American politician (1916–1979)

Lincoln G. Pope Jr. (May 29, 1916 – January 10, 1979) was an American politician who served in the Massachusetts House of Representatives from 1957 to 1965. He was the first black Democratic legislator in the Massachusetts House of Representatives.

==Early life==
Pope was born on May 29, 1916, in Everett, Massachusetts. His grandfather, James W. Pope, was a member of the Boston Common Council in the 1880s. Pope graduated from Everett High School, Lincoln University, and Boston University. He served in the United States Army during World War II and worked as a civil engineer in the Massachusetts Department of Public Works prior to his election to the House.

==Politics==
During the 1950s, Pope led voter registration drives in Boston's black community.

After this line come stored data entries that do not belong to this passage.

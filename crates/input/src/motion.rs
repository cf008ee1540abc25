use serde::{Deserialize, Serialize};
use twinview_common::Entity;

/// A pilot's logical motion intent, before sign resolution.
///
/// Logical directions are entity-agnostic; what matrix a direction maps to
/// depends on the target's [`AxisBindings`](crate::AxisBindings) (a camera
/// flies "forward" along its local -Z, a vehicle along +Z).
#[derive(Debug, Clone, Copy, PartialEq, Eq, Hash, Serialize, Deserialize)]
pub enum Motion {
    Forward,
    Backward,
    RollLeft,
    RollRight,
    PitchUp,
    PitchDown,
    YawLeft,
    YawRight,
}

/// One discrete input event: a logical motion aimed at a target entity.
#[derive(Debug, Clone, Copy, PartialEq, Eq, Serialize, Deserialize)]
pub struct MotionEvent {
    pub target: Entity,
    pub motion: Motion,
}

impl MotionEvent {
    pub fn new(target: Entity, motion: Motion) -> Self {
        Self { target, motion }
    }
}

He was elected to the Massachusetts House of Representatives in 1956 and represented the 9th Suffolk district until he was defeated for reelection in 1964. From 1964 to 1979 he was the legislative assistant to the Sergeant-at-Arms of the Massachusetts General Court.

==Pioneer Club==
Pope was the owner of the Pioneer Club, a Roxbury afterhours club that attracted noted entertainers such as The Mills Brothers, Billie Holiday, Erroll Garner, Count Basie, Illinois Jacquet, Johnny "Hammond" Smith, and Gloria Lynne.

==Personal life==
Pope was a tennis enthusiast who played in an annual tournament in Martha's Vineyard, where he had a summer residence. He was instrumental in establishing tennis courts at Sergeant William E. Carter Playground in Boston's South End, which were named after Pope.

Pope's brother-in-law, Herbert L. Jackson, was also a member of the state legislature.

Pope died on January 10, 1979, at his home in Roxbury from cancer. He was survived by his wife and three sons. He was buried in Oak Grove Cemetery in Martha's Vineyard.